We will be discussing two equations. The ring above is Euler's Identity, which we will discuss second. Feynman's quote refers to Euler's formula, which we will discuss first. From Wikipedia:

Euler's formula, named after Leonhard Euler, is a mathematical formula in complex analysis that establishes the deep relationship between the trigonometric functions and the complex exponential function. Euler's formula states that, for any real number x,
$e^{ix} = \cos x + i\sin x \$
where e is the base of the natural logarithm, i is the imaginary unit, and cos and sin are the trigonometric functions cosine and sine respectively, with the argument x given in radians.

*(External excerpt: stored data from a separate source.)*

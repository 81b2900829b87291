//! SSA construction: phi insertion followed by a dominator-tree rename.
//!
//! The pre-SSA temporary id is the variable identity. Every renamed
//! definition keeps it in `original_temporary_id`, and the per-variable
//! rename stacks are keyed by it; variables with distinct pre-SSA ids
//! are never collapsed even when their names coincide.

use std::collections::BTreeMap;
use std::fmt;

use bolt_compiler_diagnostics::DiagnosticCode;
use log::debug;
use rustc_hash::{FxHashMap, FxHashSet};

use crate::analysis::{
    build_control_flow_graph, build_dominance_frontier, build_dominator_tree, ControlFlowGraph,
    DominanceFrontier, DominatorTree,
};
use crate::passes::compute_phi_placement;
use crate::{
    BasicBlockId, Function, Instruction, InstructionKind, Module, Operand, Value, ValueId,
};

/// A structural SSA violation, reported against a function rather than a
/// source span.
#[derive(Debug, Clone, PartialEq, Eq)]
pub struct SsaDiagnostic {
    pub code: DiagnosticCode,
    pub function_name: String,
    pub detail: String,
}

impl fmt::Display for SsaDiagnostic {
    fn fmt(&self, f: &mut fmt::Formatter<'_>) -> fmt::Result {
        write!(
            f,
            "{} function '{}': {}",
            self.code, self.function_name, self.detail
        )
    }
}

#[derive(Debug, Clone)]
struct PhiRecord {
    variable_id: ValueId,
    instruction_index: usize,
}

fn infer_base_name(value: &Value) -> String {
    if value.name.is_empty() {
        format!("t{}", value.id.index())
    } else {
        value.name.clone()
    }
}

fn insert_phi_nodes(
    function: &mut Function,
    frontiers: &DominanceFrontier,
    definition_blocks: &BTreeMap<ValueId, Vec<BasicBlockId>>,
    variables: &FxHashMap<ValueId, String>,
) -> FxHashMap<BasicBlockId, Vec<PhiRecord>> {
    let mut phi_by_block: FxHashMap<BasicBlockId, Vec<PhiRecord>> = FxHashMap::default();

    for (&variable_id, blocks) in definition_blocks {
        for block_id in compute_phi_placement(frontiers, blocks) {
            phi_by_block.entry(block_id).or_default().push(PhiRecord {
                variable_id,
                instruction_index: 0,
            });
        }
    }

    for (block_id, records) in &mut phi_by_block {
        records.sort_by_key(|record| record.variable_id);

        let Some(block) = function.blocks.iter_mut().find(|block| block.id == *block_id) else {
            continue;
        };

        let mut phi_instructions = Vec::with_capacity(records.len());
        for (index, record) in records.iter_mut().enumerate() {
            let mut phi = Instruction::new(InstructionKind::Phi);
            phi.original_temporary_id = Some(record.variable_id);
            if let Some(base_name) = variables.get(&record.variable_id) {
                phi.result = Some(Value::temporary(record.variable_id, base_name.clone()));
                phi.detail = format!("phi {base_name}");
            }
            record.instruction_index = index;
            phi_instructions.push(phi);
        }

        block.instructions.splice(0..0, phi_instructions);
    }

    phi_by_block
}

struct RenameContext<'a> {
    function: &'a mut Function,
    block_positions: FxHashMap<BasicBlockId, usize>,
    stacks: FxHashMap<ValueId, Vec<Value>>,
    counters: FxHashMap<ValueId, u32>,
    variables: &'a FxHashMap<ValueId, String>,
    phi_by_block: &'a FxHashMap<BasicBlockId, Vec<PhiRecord>>,
    diagnostics: &'a mut Vec<SsaDiagnostic>,
    visited: FxHashSet<BasicBlockId>,
    success: bool,
}

impl RenameContext<'_> {
    fn report(&mut self, code: DiagnosticCode, detail: String) {
        self.diagnostics.push(SsaDiagnostic {
            code,
            function_name: self.function.name.clone(),
            detail,
        });
        self.success = false;
    }

    fn top_of_stack(&self, variable_id: ValueId) -> Option<Value> {
        self.stacks
            .get(&variable_id)
            .and_then(|stack| stack.last())
            .cloned()
    }

    /// Allocates the next version of a variable: the zero-th version
    /// keeps the base name, later ones append `.k`.
    fn create_version(&mut self, variable_id: ValueId) -> Value {
        let variables = self.variables;
        let id = ValueId::from_raw(self.function.next_value_id);
        self.function.next_value_id += 1;

        match variables.get(&variable_id) {
            None => Value::temporary(id, format!("t{}", id.index())),
            Some(base_name) => {
                let counter = self.counters.entry(variable_id).or_insert(0);
                let version = *counter;
                *counter += 1;
                let name = if version > 0 {
                    format!("{base_name}.{version}")
                } else {
                    base_name.clone()
                };
                Value::temporary(id, name)
            }
        }
    }

    fn rename_block(
        &mut self,
        cfg: &ControlFlowGraph,
        tree: &DominatorTree,
        block_id: BasicBlockId,
    ) {
        if !self.visited.insert(block_id) {
            return;
        }
        let Some(&position) = self.block_positions.get(&block_id) else {
            return;
        };

        let block_name = self.function.blocks[position].name.clone();
        let mut pushed: Vec<ValueId> = Vec::new();

        // Phi results first: they define before any ordinary instruction
        // in the block executes.
        if let Some(records) = self.phi_by_block.get(&block_id) {
            for record in records {
                let value = self.create_version(record.variable_id);
                let instruction =
                    &mut self.function.blocks[position].instructions[record.instruction_index];
                if instruction.detail.is_empty() {
                    instruction.detail = "phi".to_string();
                } else {
                    instruction.detail.push_str(&format!(" -> {}", value.name));
                }
                instruction.result = Some(value.clone());
                self.stacks
                    .entry(record.variable_id)
                    .or_default()
                    .push(value);
                pushed.push(record.variable_id);
            }
        }

        let instruction_count = self.function.blocks[position].instructions.len();
        for instruction_index in 0..instruction_count {
            if self.function.blocks[position].instructions[instruction_index].is_phi() {
                continue;
            }

            let operand_count =
                self.function.blocks[position].instructions[instruction_index].operands.len();
            for operand_index in 0..operand_count {
                let original_id = {
                    let operand = &self.function.blocks[position].instructions[instruction_index]
                        .operands[operand_index];
                    if operand.value.is_temporary() {
                        Some(operand.value.id)
                    } else {
                        None
                    }
                };
                let Some(original_id) = original_id else {
                    continue;
                };

                match self.top_of_stack(original_id) {
                    Some(value) => {
                        self.function.blocks[position].instructions[instruction_index].operands
                            [operand_index]
                            .value = value;
                    }
                    None => {
                        self.report(
                            DiagnosticCode::UseBeforeDefinition,
                            format!(
                                "temporary value '{}' used before definition in block {}",
                                original_id.index(),
                                block_name
                            ),
                        );
                    }
                }
            }

            let result_id = {
                let instruction =
                    &self.function.blocks[position].instructions[instruction_index];
                instruction
                    .result
                    .as_ref()
                    .filter(|result| result.is_temporary())
                    .map(|result| result.id)
            };
            if let Some(original_id) = result_id {
                let value = self.create_version(original_id);
                let instruction =
                    &mut self.function.blocks[position].instructions[instruction_index];
                instruction.original_temporary_id = Some(original_id);
                instruction.result = Some(value.clone());
                self.stacks.entry(original_id).or_default().push(value);
                pushed.push(original_id);
            }
        }

        // Feed the current versions into every successor phi, one
        // operand per incoming edge.
        if let Some(cfg_node) = cfg.find_node(block_id) {
            for &successor_id in &cfg_node.successors {
                let Some(records) = self.phi_by_block.get(&successor_id) else {
                    continue;
                };
                let Some(&successor_position) = self.block_positions.get(&successor_id) else {
                    continue;
                };

                for record in records {
                    let Some(value) = self.top_of_stack(record.variable_id) else {
                        let successor_name =
                            self.function.blocks[successor_position].name.clone();
                        self.report(
                            DiagnosticCode::MissingPhiInput,
                            format!(
                                "missing definition for phi input of temporary '{}' on edge from block {} to block {}",
                                record.variable_id.index(),
                                block_name,
                                successor_name
                            ),
                        );
                        continue;
                    };

                    let phi = &mut self.function.blocks[successor_position].instructions
                        [record.instruction_index];
                    let already_present = phi
                        .operands
                        .iter()
                        .any(|operand| operand.predecessor_block_id == Some(block_id));
                    if !already_present {
                        phi.operands.push(Operand::phi_input(value, block_id));
                    }
                }
            }
        }

        let children = tree
            .find_node(block_id)
            .map(|node| node.children.clone())
            .unwrap_or_default();
        for child in children {
            self.rename_block(cfg, tree, child);
        }

        for variable_id in pushed.into_iter().rev() {
            if let Some(stack) = self.stacks.get_mut(&variable_id) {
                stack.pop();
            }
        }
    }
}

/// Converts one function to SSA form in place. Returns false when a use
/// before definition or a missing phi input was found; diagnostics are
/// appended in discovery order.
pub fn convert_function_to_ssa(
    function: &mut Function,
    diagnostics: &mut Vec<SsaDiagnostic>,
) -> bool {
    if function.blocks.is_empty() {
        return true;
    }

    let cfg = build_control_flow_graph(function);
    let tree = build_dominator_tree(function);
    let frontiers = build_dominance_frontier(function, &tree);

    let mut definition_blocks: BTreeMap<ValueId, Vec<BasicBlockId>> = BTreeMap::new();
    let mut variables: FxHashMap<ValueId, String> = FxHashMap::default();

    for block in &mut function.blocks {
        for instruction in &mut block.instructions {
            let Some(result) = instruction.result.as_ref() else {
                continue;
            };
            if !result.is_temporary() {
                continue;
            }

            let variable_id = result.id;
            instruction.original_temporary_id = Some(variable_id);
            let blocks = definition_blocks.entry(variable_id).or_default();
            if !blocks.contains(&block.id) {
                blocks.push(block.id);
            }
            variables
                .entry(variable_id)
                .or_insert_with(|| infer_base_name(result));
        }
    }

    let phi_by_block = insert_phi_nodes(function, &frontiers, &definition_blocks, &variables);

    let mut roots: Vec<BasicBlockId> = tree
        .nodes
        .iter()
        .filter(|node| node.immediate_dominator.is_none())
        .map(|node| node.block)
        .collect();
    roots.sort_unstable();

    let block_positions: FxHashMap<BasicBlockId, usize> = function
        .blocks
        .iter()
        .enumerate()
        .map(|(position, block)| (block.id, position))
        .collect();

    debug!(
        "converting '{}' to SSA: {} variables, {} phi blocks",
        function.name,
        variables.len(),
        phi_by_block.len()
    );

    let mut context = RenameContext {
        function,
        block_positions,
        stacks: FxHashMap::default(),
        counters: FxHashMap::default(),
        variables: &variables,
        phi_by_block: &phi_by_block,
        diagnostics,
        visited: FxHashSet::default(),
        success: true,
    };

    for root in roots {
        context.rename_block(&cfg, &tree, root);
    }

    context.success
}

/// Converts every function of a module to SSA form.
pub fn convert_to_ssa(module: &mut Module, diagnostics: &mut Vec<SsaDiagnostic>) -> bool {
    let mut success = true;
    for function in &mut module.functions {
        if !convert_function_to_ssa(function, diagnostics) {
            success = false;
        }
    }
    success
}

This complex exponential function is sometimes called cis(x). The formula is still valid if x is a complex number, and so some authors refer to the more general complex version as Euler's formula.[1]

## History

It was Bernoulli [1702] who noted that
$\frac{1}{1+x^2}=\frac{1}{2} \left(\frac{1}{1-ix}+\frac{1}{1+ix} \right) \ .$
And since
$\int \frac{dx}{1+ax}=\frac{1}{a}\ln(1+ax)+C \ ,$
the above equation tells us something about complex logarithms. Bernoulli, however, did not evaluate the integral. His correspondence with Euler (who also knew the above equation) shows that he didn't fully understand logarithms. Euler also suggested that the complex logarithms can have infinitely many values.

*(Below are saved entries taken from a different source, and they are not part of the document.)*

//! Function-level MIR: the CFG of basic blocks plus the signature
//! metadata lowering copies over from HIR.

use bolt_compiler_hir::TypeReference;

use crate::BasicBlock;

#[derive(Debug, Clone, Default, PartialEq, Eq)]
pub struct Parameter {
    pub ty: TypeReference,
    pub name: String,
    pub is_live: bool,
    pub default_value: Option<String>,
    pub requires_explicit_value: bool,
}

impl Parameter {
    pub const fn has_default_value(&self) -> bool {
        self.default_value.is_some()
    }
}

/// One function's control flow graph. The first block is the entry and
/// is named `"entry"`; `next_block_id`/`next_value_id` hand out fresh
/// ids for blocks and temporaries.
#[derive(Debug, Clone, Default, PartialEq, Eq)]
pub struct Function {
    pub name: String,
    pub parameters: Vec<Parameter>,
    pub has_return_type: bool,
    pub return_type: TypeReference,
    pub return_is_live: bool,
    pub blocks: Vec<BasicBlock>,
    pub next_block_id: u32,
    pub next_value_id: u32,
    pub is_blueprint_constructor: bool,
    pub is_blueprint_destructor: bool,
    pub blueprint_name: Option<String>,
}

impl Function {
    pub fn new(name: impl Into<String>) -> Self {
        Self {
            name: name.into(),
            ..Self::default()
        }
    }

    /// The entry block, when any block exists.
    pub fn entry_block(&self) -> Option<&BasicBlock> {
        self.blocks.first()
    }

    pub fn block_count(&self) -> usize {
        self.blocks.len()
    }

    pub fn find_block(&self, id: crate::BasicBlockId) -> Option<&BasicBlock> {
        self.blocks.iter().find(|block| block.id == id)
    }
}
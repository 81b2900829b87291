//! Canonical form: deterministic printing and the 64-bit module hash.
//!
//! The canonical print is the byte-stable rendering downstream caches
//! key on: functions in ascending name order, blocks in ascending id
//! order (ties broken by name), instructions in source order as
//! `inst <index> <kind> <detail>`. The hash is FNV-1a 64 over the
//! canonical print's UTF-8 bytes; both are pure functions of the module.

use std::fmt::Write;

use itertools::Itertools;

use crate::{BasicBlock, Function, Module};

fn sorted_functions(module: &Module) -> Vec<&Function> {
    module
        .functions
        .iter()
        .sorted_by(|a, b| a.name.cmp(&b.name))
        .collect()
}

fn sorted_blocks(function: &Function) -> Vec<&BasicBlock> {
    function
        .blocks
        .iter()
        .sorted_by(|a, b| a.id.cmp(&b.id).then_with(|| a.name.cmp(&b.name)))
        .collect()
}

/// Renders the canonical text of a module. Exactly one trailing newline
/// per line, no trailing spaces.
pub fn canonical_print(module: &Module) -> String {
    let mut out = String::new();

    let _ = writeln!(out, "module {}", module.module_name);
    if !module.package_name.is_empty() {
        let _ = writeln!(out, "package {}", module.package_name);
    }
    if !module.canonical_module_path.is_empty() {
        let _ = writeln!(out, "canonical {}", module.canonical_module_path);
    }

    for function in sorted_functions(module) {
        let _ = writeln!(out, "function {}", function.name);

        for block in sorted_blocks(function) {
            let _ = writeln!(out, "  block {} {}", block.id.index(), block.name);

            for (index, instruction) in block.instructions.iter().enumerate() {
                if instruction.detail.is_empty() {
                    let _ = writeln!(out, "    inst {} {}", index, instruction.kind.ordinal());
                } else {
                    let _ = writeln!(
                        out,
                        "    inst {} {} {}",
                        index,
                        instruction.kind.ordinal(),
                        instruction.detail
                    );
                }
            }
        }
    }

    out
}

const FNV_OFFSET: u64 = 0xCBF2_9CE4_8422_2325;
const FNV_PRIME: u64 = 0x0000_0100_0000_01B3;

/// FNV-1a 64 over the canonical print. Equal canonical strings yield
/// equal hashes.
pub fn canonical_hash(module: &Module) -> u64 {
    let canonical = canonical_print(module);
    let mut hash = FNV_OFFSET;
    for byte in canonical.as_bytes() {
        hash ^= u64::from(*byte);
        hash = hash.wrapping_mul(FNV_PRIME);
    }
    hash
}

Meanwhile, Roger Cotes, in 1714, discovered
$\ln(\cos x + i\sin x)=ix \$
(where "ln" means natural logarithm, i.e. log with base e).[4] We now know that the above equation is only true modulo integer multiples of i, but Cotes missed the fact that a complex logarithm can have infinitely many values which owes to the periodicity of the trigonometric functions.

It was Euler (presumably around 1740) who turned his attention to the exponential function instead of logarithms, and obtained the correct formula now coined after his name. It was published in 1748, and his proof was based on the infinite series of both sides being equal. Neither of these men saw the geometrical interpretation of the formula: the view of complex numbers as points in the complex plane arose only some 50 years later (see Caspar Wessel).

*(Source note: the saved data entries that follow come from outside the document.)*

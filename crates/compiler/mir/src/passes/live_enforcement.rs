//! Structural checks on Live-qualified functions.
//!
//! A function with a Live parameter or Live return must demonstrably
//! reach a `Return`: it needs a concrete return type for a Live return,
//! at least one block, a `Return` instruction somewhere, and properly
//! terminated non-empty blocks. The pass only diagnoses; it never
//! mutates the module.

use std::fmt;

use bolt_compiler_diagnostics::DiagnosticCode;

use crate::{Function, InstructionKind, Module};

/// A Live invariant violation, reported against a function.
#[derive(Debug, Clone, PartialEq, Eq)]
pub struct LiveDiagnostic {
    pub code: DiagnosticCode,
    pub function_name: String,
    pub detail: String,
}

impl fmt::Display for LiveDiagnostic {
    fn fmt(&self, f: &mut fmt::Formatter<'_>) -> fmt::Result {
        write!(
            f,
            "{} function '{}': {}",
            self.code, self.function_name, self.detail
        )
    }
}

fn has_return_instruction(function: &Function) -> bool {
    function.blocks.iter().any(|block| {
        block
            .instructions
            .iter()
            .any(|instruction| instruction.kind == InstructionKind::Return)
    })
}

fn has_live_parameters(function: &Function) -> bool {
    function.parameters.iter().any(|parameter| parameter.is_live)
}

fn report(
    function: &Function,
    code: DiagnosticCode,
    detail: &str,
    diagnostics: &mut Vec<LiveDiagnostic>,
) {
    diagnostics.push(LiveDiagnostic {
        code,
        function_name: function.name.clone(),
        detail: detail.to_string(),
    });
}

/// Checks every Live-qualified function of a module. Returns false when
/// any check failed; diagnostics are appended in check order.
pub fn enforce_live(module: &Module, diagnostics: &mut Vec<LiveDiagnostic>) -> bool {
    let mut success = true;

    for function in &module.functions {
        let live_return = function.return_is_live;
        let live_parameters = has_live_parameters(function);

        if !live_return && !live_parameters {
            continue;
        }

        if live_return && !function.has_return_type {
            report(
                function,
                DiagnosticCode::LiveReturnWithoutType,
                "Live return declared without a concrete return type.",
                diagnostics,
            );
            success = false;
        }

        if function.blocks.is_empty() {
            report(
                function,
                DiagnosticCode::LiveFunctionWithoutBlocks,
                "Live-qualified function has no basic blocks.",
                diagnostics,
            );
            success = false;
            continue;
        }

        if !has_return_instruction(function) {
            report(
                function,
                DiagnosticCode::LiveFunctionWithoutReturn,
                "Live-qualified function is missing a return instruction.",
                diagnostics,
            );
            success = false;
        }

        for block in &function.blocks {
            match block.terminator() {
                None => {
                    report(
                        function,
                        DiagnosticCode::LiveEmptyBlock,
                        "Live-qualified function contains an empty basic block.",
                        diagnostics,
                    );
                    success = false;
                }
                Some(terminator) if !terminator.is_terminator() => {
                    report(
                        function,
                        DiagnosticCode::LiveBlockMissingTerminator,
                        "Live-qualified blocks must terminate with return or branch instructions.",
                        diagnostics,
                    );
                    success = false;
                }
                Some(_) => {}
            }
        }
    }

    success
}

#[cfg(test)]
mod tests {
    use super::*;
    use crate::{BasicBlock, BasicBlockId, Instruction, InstructionKind, Parameter};

    fn live_parameter(name: &str) -> Parameter {
        Parameter {
            name: name.to_string(),
            is_live: true,
            ..Parameter::default()
        }
    }

    #[test]
    fn accepts_functions_without_live_markers() {
        let mut module = Module::new();
        let function = module.create_function("plain");
        function.append_block("entry");

        let mut diagnostics = Vec::new();
        assert!(enforce_live(&module, &mut diagnostics));
        assert!(diagnostics.is_empty());
    }

    #[test]
    fn rejects_live_function_without_return() {
        let mut module = Module::new();
        let function = module.create_function("demo");
        function.parameters.push(live_parameter("value"));
        function
            .blocks
            .push(BasicBlock::new(BasicBlockId::from_raw(0), "entry"));

        let mut diagnostics = Vec::new();
        assert!(!enforce_live(&module, &mut diagnostics));
        assert_eq!(diagnostics.len(), 2);
        assert_eq!(
            diagnostics[0].code,
            DiagnosticCode::LiveFunctionWithoutReturn
        );
        assert_eq!(diagnostics[0].function_name, "demo");
        assert!(diagnostics[0].detail.contains("missing a return instruction"));
        assert_eq!(diagnostics[1].code, DiagnosticCode::LiveEmptyBlock);
        assert!(diagnostics[1].detail.contains("empty basic block"));
    }

    #[test]
    fn rejects_live_return_without_type() {
        let mut module = Module::new();
        let function = module.create_function("requiresType");
        function.return_is_live = true;
        let entry = function.append_block("entry");
        entry.append_instruction(InstructionKind::Return);

        let mut diagnostics = Vec::new();
        assert!(!enforce_live(&module, &mut diagnostics));
        assert_eq!(diagnostics.len(), 1);
        assert_eq!(diagnostics[0].code, DiagnosticCode::LiveReturnWithoutType);
        assert_eq!(diagnostics[0].function_name, "requiresType");
        assert!(diagnostics[0]
            .detail
            .contains("return declared without a concrete return type"));
    }

    #[test]
    fn rejects_live_function_without_blocks() {
        let mut module = Module::new();
        let function = module.create_function("noBlocks");
        function.return_is_live = true;
        function.has_return_type = true;

        let mut diagnostics = Vec::new();
        assert!(!enforce_live(&module, &mut diagnostics));
        assert_eq!(diagnostics.len(), 1);
        assert_eq!(
            diagnostics[0].code,
            DiagnosticCode::LiveFunctionWithoutBlocks
        );
        assert!(diagnostics[0].detail.contains("no basic blocks"));
    }

    #[test]
    fn rejects_live_block_missing_terminator() {
        let mut module = Module::new();
        let function = module.create_function("misordered");
        function.parameters.push(live_parameter("value"));

        let entry = function.append_block("entry");
        entry.append_instruction(InstructionKind::Return);
        entry.instructions.push(Instruction::new(InstructionKind::Nop));

        let mut diagnostics = Vec::new();
        assert!(!enforce_live(&module, &mut diagnostics));
        assert_eq!(diagnostics.len(), 1);
        assert_eq!(
            diagnostics[0].code,
            DiagnosticCode::LiveBlockMissingTerminator
        );
        assert!(diagnostics[0]
            .detail
            .contains("must terminate with return or branch"));
    }

    #[test]
    fn pass_does_not_mutate_the_module() {
        let mut module = Module::new();
        let function = module.create_function("demo");
        function.parameters.push(live_parameter("value"));
        function
            .blocks
            .push(BasicBlock::new(BasicBlockId::from_raw(0), "entry"));

        let before = module.clone();
        let mut diagnostics = Vec::new();
        enforce_live(&module, &mut diagnostics);
        assert_eq!(module, before);
    }
}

## Applications in complex number theory

This formula can be interpreted as saying that the function eix traces out the unit circle in the complex number plane as x ranges through the real numbers. Here, x is the angle that a line connecting the origin with a point on the unit circle makes with the positive real axis, measured counter clockwise and in radians.

The original proof is based on the Taylor series expansions of the exponential function ez (where z is a complex number) and of sin x and cos x for real numbers x (see below). In fact, the same proof shows that Euler's formula is even valid for all complex numbers z.

A point in the complex plane can be represented by a complex number written in cartesian coordinates. Euler's formula provides a means of conversion between cartesian coordinates and polar coordinates. The polar form reduces the number of terms from two to one, which simplifies the mathematics when used in multiplication or powers of complex numbers. Any complex number z = x + iy can be written as
$z = x + iy = |z| (\cos \phi + i\sin \phi ) = r e^{i \phi} \$
$\bar{z} = x - iy = |z| (\cos \phi - i\sin \phi ) = r e^{-i \phi} \$
where
$x = \mathrm{Re}\{z\} \,$ the real part
$y = \mathrm{Im}\{z\} \,$ the imaginary part
$r = |z| = \sqrt{x^2+y^2}$ the magnitude of z
$\phi = \arg z = \,$ atan2(y, x) .
$\phi \,$ is the argument of z—i.e., the angle between the x axis and the vector z measured counterclockwise and in radians—which is defined up to addition of 2π. Many texts write tan-1(y/x) instead of atan2(y,x) but this needs adjustment when x ≤ 0.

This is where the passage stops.